Video: Atoms and Structure

Which of the following is an example of a giant covalent structure? [A] Water [B] Sodium chloride [C] Diamond [D] Iron [E] Carbon dioxide


Video Transcript

Which of the following is an example of a giant covalent structure? (A) Water, (B) sodium chloride, (C) diamond, (D) iron, or (E) carbon dioxide.

A covalent or molecular substance is one in which the atoms are bonded together by sharing a pair of electrons. Each atom in the bond donates an electron into the bonding pair between them. And the positively charged nuclei of the atoms are held together electrostatically by the negatively charged bonding pair in the metal.

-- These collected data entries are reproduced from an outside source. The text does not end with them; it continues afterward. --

//! Merkle inclusion proofs
//!
//! The proof shape is shared by the proving pipeline and by layer-1 withdrawal
//! verification. `siblings[level]` is the sibling of the path node at
//! `level`; bit `level` of `index` tells on which side the path node sits
//! (0 = left child, 1 = right child).

use crate::field::Field;
use crate::hasher::Hasher;
use serde::{Deserialize, Serialize};

#[derive(Debug, Clone, PartialEq, Eq, Serialize, Deserialize)]
pub struct MerkleProof {
    pub root: Field,
    pub leaf: Field,
    pub index: Field,
    pub siblings: Vec<Field>,
}

impl MerkleProof {
    /// Folds the leaf with its siblings up to a root
    pub fn compute_root(&self, hasher: &Hasher) -> Field {
        let mut node = self.leaf;
        for (level, sibling) in self.siblings.iter().enumerate() {
            node = if self.index.bit(level) {
                hasher.parent_of(sibling, &node)
            } else {
                hasher.parent_of(&node, sibling)
            };
        }
        node
    }

    /// True when the proof has one sibling per level and recombines to `root`
    pub fn verify(&self, hasher: &Hasher) -> bool {
        self.siblings.len() == hasher.depth() && self.compute_root(hasher) == self.root
    }
}
//! Block lifecycle engine
//!
//! Tracks every proposed block through
//! `NOT_FETCHED -> FETCHED -> VERIFIED -> FINALIZED` and decides when the
//! forest is touched:
//!
//! - verification only simulates the block on top of the committed forest and
//!   the verified but not yet finalized predecessors;
//! - finalization commits the block's patch and its record in one batch;
//! - a challenge or a reorg invalidates (or reverts) the block and every
//!   later block, cancelling their pending finalization.
//!
//! Blocks are handled strictly in proposal order. A fetched block waits until
//! its predecessor is verified; a verified block waits for its predecessor to
//! be finalized.

use crate::repo::BlockRepo;
use crate::types::{unix_now, Block, BlockRecord, BlockStatus, ChainEvent, LifecycleConfig, LifecycleStats};
use crate::{BlockSource, SyncError, SyncResult};
use grove_runtime::{Field, Grove, GroveResult, GroveSnapshot, KeyValueStoreLike, StoreTransaction};
use log::{debug, error, info, warn};
use std::collections::{BTreeMap, HashMap};
use std::sync::Arc;
use std::time::Duration;
use tokio::sync::{mpsc, RwLock};

/// Forest shared between the engine and proof readers
pub type SharedGrove<T> = Arc<RwLock<Grove<T>>>;

/// Bounded event channel sized from the lifecycle config
pub fn event_channel(config: &LifecycleConfig) -> (mpsc::Sender<ChainEvent>, mpsc::Receiver<ChainEvent>) {
    mpsc::channel(config.channel_capacity)
}

pub async fn send_event(sender: &mpsc::Sender<ChainEvent>, event: ChainEvent) -> SyncResult<()> {
    sender.send(event).await.map_err(|_| SyncError::ChannelClosed)
}

fn transition(record: &mut BlockRecord, to: BlockStatus) -> SyncResult<()> {
    if !record.status.can_transition_to(to) {
        return Err(SyncError::InvalidTransition {
            block: record.hash,
            from: record.status,
            to,
        });
    }
    record.status = to;
    Ok(())
}

/// Replays `pending` and then `block` in a dry session
fn simulate_chain<T: KeyValueStoreLike>(
    grove: &Grove<T>,
    pending: &[Block],
    block: &Block,
) -> GroveResult<GroveSnapshot> {
    let mut session = grove.simulate()?;
    for predecessor in pending {
        session.apply(&predecessor.patch())?;
    }
    session.apply(&block.patch())
}

async fn sleep_or_pending(wait: Option<Duration>) {
    match wait {
        Some(duration) => tokio::time::sleep(duration).await,
        None => std::future::pending::<()>().await,
    }
}

pub struct BlockLifecycle<T, S>
where
    T: KeyValueStoreLike,
    S: BlockSource,
{
    grove: SharedGrove<T>,
    source: Arc<S>,
    pub config: LifecycleConfig,
    blocks: BTreeMap<u64, BlockRecord>,
    by_hash: HashMap<Field, u64>,
}
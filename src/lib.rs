//! Grove test suite
//!
//! Cross-crate scenarios for the forest and the block lifecycle engine, run
//! against the in-memory and the RocksDB backends.

pub mod test_utils;

#[cfg(test)]
pub mod tests;

// Re-export test utilities for external use
pub use test_utils::{TestConfig, TestUtils};
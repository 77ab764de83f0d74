//! # Todosync
//!
//! An offline-first to-do engine. A foreground [`Page`] and a background
//! [`SyncWorker`](worker::SyncWorker) run as separate async contexts with
//! no shared memory, coordinating a persisted key/value store, scheduled
//! reminders, and an offline mutation queue over an asynchronous message
//! bridge.
//!
//! The page owns the store; the worker reaches it through the bridge and
//! keeps a shadow cache for when no page is open. Reminders fire from the
//! worker's 60-second scan, so they survive the page closing. Mutations
//! made offline queue up and drain per-action on reconnect, with a
//! dead-letter set for actions that keep failing.
//!
//! ## Quick start
//!
//! ```ignore
//! use std::sync::Arc;
//! use todosync::{MemoryStore, Page, SyncWorkerBuilder};
//!
//! let (worker, handle) = SyncWorkerBuilder::new().build();
//! worker.start();
//!
//! let store = Arc::new(MemoryStore::new());
//! let page = Page::connect(store, handle, None).await;
//!
//! let in_a_minute = todosync::task::unix_ms() + 60_000;
//! page.add_task("Buy milk", Some(in_a_minute)).await?;
//! ```
//!
//! ## Key types
//!
//! - [`Page`] — the foreground context: task CRUD, offline queue, banners
//! - [`SyncWorkerBuilder`] — configures and builds the background worker
//! - [`WorkerHandle`] — cloneable channel to a running worker
//! - [`PendingNotification`] — a scheduled-but-not-yet-fired reminder
//! - [`KeyValueStore`] — the storage seam ([`MemoryStore`], [`FileStore`])
//! - [`Notifier`] — the platform notification seam

pub mod cache;
pub mod messages;
pub mod page;
pub mod push;
pub mod scheduler;
pub mod storage;
pub mod sync;
pub mod task;
pub mod worker;

pub use cache::{AssetCache, FetchError, Network, Request, Response};
pub use messages::{PageBound, PageEvent, PageHandle, PageId, WorkerBound};
pub use page::{Banner, BannerKind, Page, PageError};
pub use push::{PushManager, PushPlatform, PushStatus, SubscriptionStatus};
pub use scheduler::{NotificationScheduler, PendingNotification};
pub use storage::{FileStore, KeyValueStore, MemoryStore, StorageError};
pub use sync::{PendingAction, QueuedAction, SyncError};
pub use task::{Task, TaskId};
pub use worker::{
    FiredNotification, LogNotifier, NotificationAction, Notifier, SyncWorker, SyncWorkerBuilder,
    WorkerHandle,
};
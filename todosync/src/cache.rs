//! Offline asset cache.
//!
//! The worker intercepts fetches so the app keeps working offline:
//! cache-first lookup, network on miss, and same-origin 200 responses are
//! copied into the cache on the way through. When the network fails, a
//! navigation request falls back to the cached root document; any other
//! miss propagates the failure to the caller.
//!
//! Caches are named by version tag. Activating a new version deletes every
//! cache whose name differs from the current tag.

use std::collections::HashMap;
use std::sync::Arc;

use async_trait::async_trait;
use thiserror::Error;

/// Current cache version tag.
pub const CACHE_NAME: &str = "todo-app-v1";

/// Assets pre-cached at install time.
pub const STATIC_ASSETS: &[&str] = &[
    "./",
    "./index.html",
    "./styles.css",
    "./app.js",
    "./icon-192.png",
    "./icon-512.png",
    "./badge.png",
];

/// Served when a navigation request fails with nothing cached for its URL.
const ROOT_DOCUMENT: &str = "./index.html";

#[derive(Error, Debug, Clone, PartialEq, Eq)]
pub enum FetchError {
    #[error("network unreachable for {url}")]
    Offline { url: String },

    #[error("request for {url} failed: {reason}")]
    Failed { url: String, reason: String },

    #[error("background worker unavailable")]
    WorkerGone,
}

#[derive(Debug, Clone, Copy, PartialEq, Eq)]
pub enum RequestMode {
    /// A page navigation; falls back to the root document when offline.
    Navigate,
    /// Everything else (scripts, styles, images, data).
    Resource,
}

#[derive(Debug, Clone, PartialEq, Eq)]
pub struct Request {
    pub url: String,
    pub mode: RequestMode,
}

impl Request {
    pub fn resource(url: impl Into<String>) -> Self {
        Request { url: url.into(), mode: RequestMode::Resource }
    }

    pub fn navigate(url: impl Into<String>) -> Self {
        Request { url: url.into(), mode: RequestMode::Navigate }
    }
}

/// Response origin classification; only `Basic` (same-origin) responses are
/// cached.
#[derive(Debug, Clone, Copy, PartialEq, Eq)]
pub enum ResponseKind {
    Basic,
    Cors,
    Opaque,
}

#[derive(Debug, Clone, PartialEq, Eq)]
pub struct Response {
    pub url: String,
    pub status: u16,
    pub kind: ResponseKind,
    pub body: Vec<u8>,
}

impl Response {
    pub fn basic(url: impl Into<String>, body: impl Into<Vec<u8>>) -> Self {
        Response {
            url: url.into(),
            status: 200,
            kind: ResponseKind::Basic,
            body: body.into(),
        }
    }

    fn is_cacheable(&self) -> bool {
        self.status == 200 && self.kind == ResponseKind::Basic
    }
}

/// The network seam behind the cache.
#[async_trait]
pub trait Network: Send + Sync {
    async fn fetch(&self, request: &Request) -> Result<Response, FetchError>;
}

/// Named caches, keyed by version tag.
#[derive(Debug, Default)]
pub struct CacheStorage {
    caches: HashMap<String, HashMap<String, Response>>,
}

impl CacheStorage {
    pub fn keys(&self) -> Vec<String> {
        self.caches.keys().cloned().collect()
    }

    pub fn open(&mut self, name: &str) -> &mut HashMap<String, Response> {
        self.caches.entry(name.to_owned()).or_default()
    }

    pub fn delete(&mut self, name: &str) -> bool {
        self.caches.remove(name).is_some()
    }

    pub fn lookup(&self, name: &str, url: &str) -> Option<&Response> {
        self.caches.get(name)?.get(url)
    }
}

/// The worker's fetch layer: one versioned cache over a [`Network`].
pub struct AssetCache {
    version: String,
    storage: CacheStorage,
    network: Arc<dyn Network>,
}

impl AssetCache {
    pub fn new(network: Arc<dyn Network>) -> Self {
        AssetCache {
            version: CACHE_NAME.to_owned(),
            storage: CacheStorage::default(),
            network,
        }
    }

    /// Override the version tag (stale-version pruning needs two of them).
    pub fn with_version(mut self, version: impl Into<String>) -> Self {
        self.version = version.into();
        self
    }

    /// Pre-populate the current cache with the static asset list. The new
    /// version takes effect immediately; there is no waiting phase.
    pub async fn install(&mut self) -> Result<(), FetchError> {
        for url in STATIC_ASSETS {
            let response = self.network.fetch(&Request::resource(*url)).await?;
            self.storage.open(&self.version).insert((*url).to_owned(), response);
        }
        log::info!("cache {} installed ({} assets)", self.version, STATIC_ASSETS.len());
        Ok(())
    }

    /// Delete every cache whose name differs from the current version.
    pub fn activate(&mut self) {
        let stale: Vec<String> = self
            .storage
            .keys()
            .into_iter()
            .filter(|name| name != &self.version)
            .collect();
        for name in stale {
            log::info!("dropping stale cache {name}");
            self.storage.delete(&name);
        }
    }

    /// Serve a request: cache hit, else network (filling the cache with
    /// same-origin 200 responses), else the offline fallback rules.
    pub async fn handle(&mut self, request: &Request) -> Result<Response, FetchError> {
        if let Some(hit) = self.storage.lookup(&self.version, &request.url) {
            return Ok(hit.clone());
        }

        match self.network.fetch(request).await {
            Ok(response) => {
                if response.is_cacheable() {
                    self.storage
                        .open(&self.version)
                        .insert(request.url.clone(), response.clone());
                }
                Ok(response)
            }
            Err(err) => {
                if request.mode == RequestMode::Navigate {
                    if let Some(root) = self.storage.lookup(&self.version, ROOT_DOCUMENT) {
                        log::debug!("offline navigation to {}, serving root document", request.url);
                        return Ok(root.clone());
                    }
                }
                // No fallback for non-navigation misses.
                Err(err)
            }
        }
    }

    #[cfg(test)]
    fn seed(&mut self, name: &str, url: &str, response: Response) {
        self.storage.open(name).insert(url.to_owned(), response);
    }
}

Generally, nonmetal atoms bond covalently and share bonding electrons. Usually, covalent substances exist as small individual molecules such as water and carbon dioxide. But some covalent substances form giant structures. A classic example of a giant covalent structure is how the carbon in diamond bonds together. Each carbon atom can form four bonds to other carbon atoms, and each of these four atoms can also form four bonds with other carbons.

To draw what this looks like in reality is really quite challenging. This diagram shows some of the bonds to carbon atoms, but in reality every carbon atom will have four bonds to other carbon atoms, filling out in three dimensions into a giant covalent network. Because of the many covalent bonds present, giant covalent structures are very strong. We have seen that diamond is a classic example of a giant covalent structure. Two other common examples are graphite and silicon dioxide.

Generally, when metals and nonmetals bond, covalent bonds are not formed because electrons are not shared between the atoms. In the example of sodium chloride with sodium as the metal and chlorine the nonmetal, we see that the metal forms a positively charged cation and the nonmetal a negatively charged anion. These are held together by a strong electrostatic force, and we call this type of bond an ionic bond. In metals rather than covalent bonds or ionic bonds, rather, a sea of delocalized electrons holds the positively charged nuclei together electrostatically. This type of structure contains metallic bonds.

Because we are asked about giant covalent structures, we can rule out the ionic bond in sodium chloride and the metallic bond in iron. We can also rule out water and carbon dioxide because although they contain covalent bonds, these substances are not examples of giant covalent structures. Finally, the correct example given of a giant covalent structure is diamond.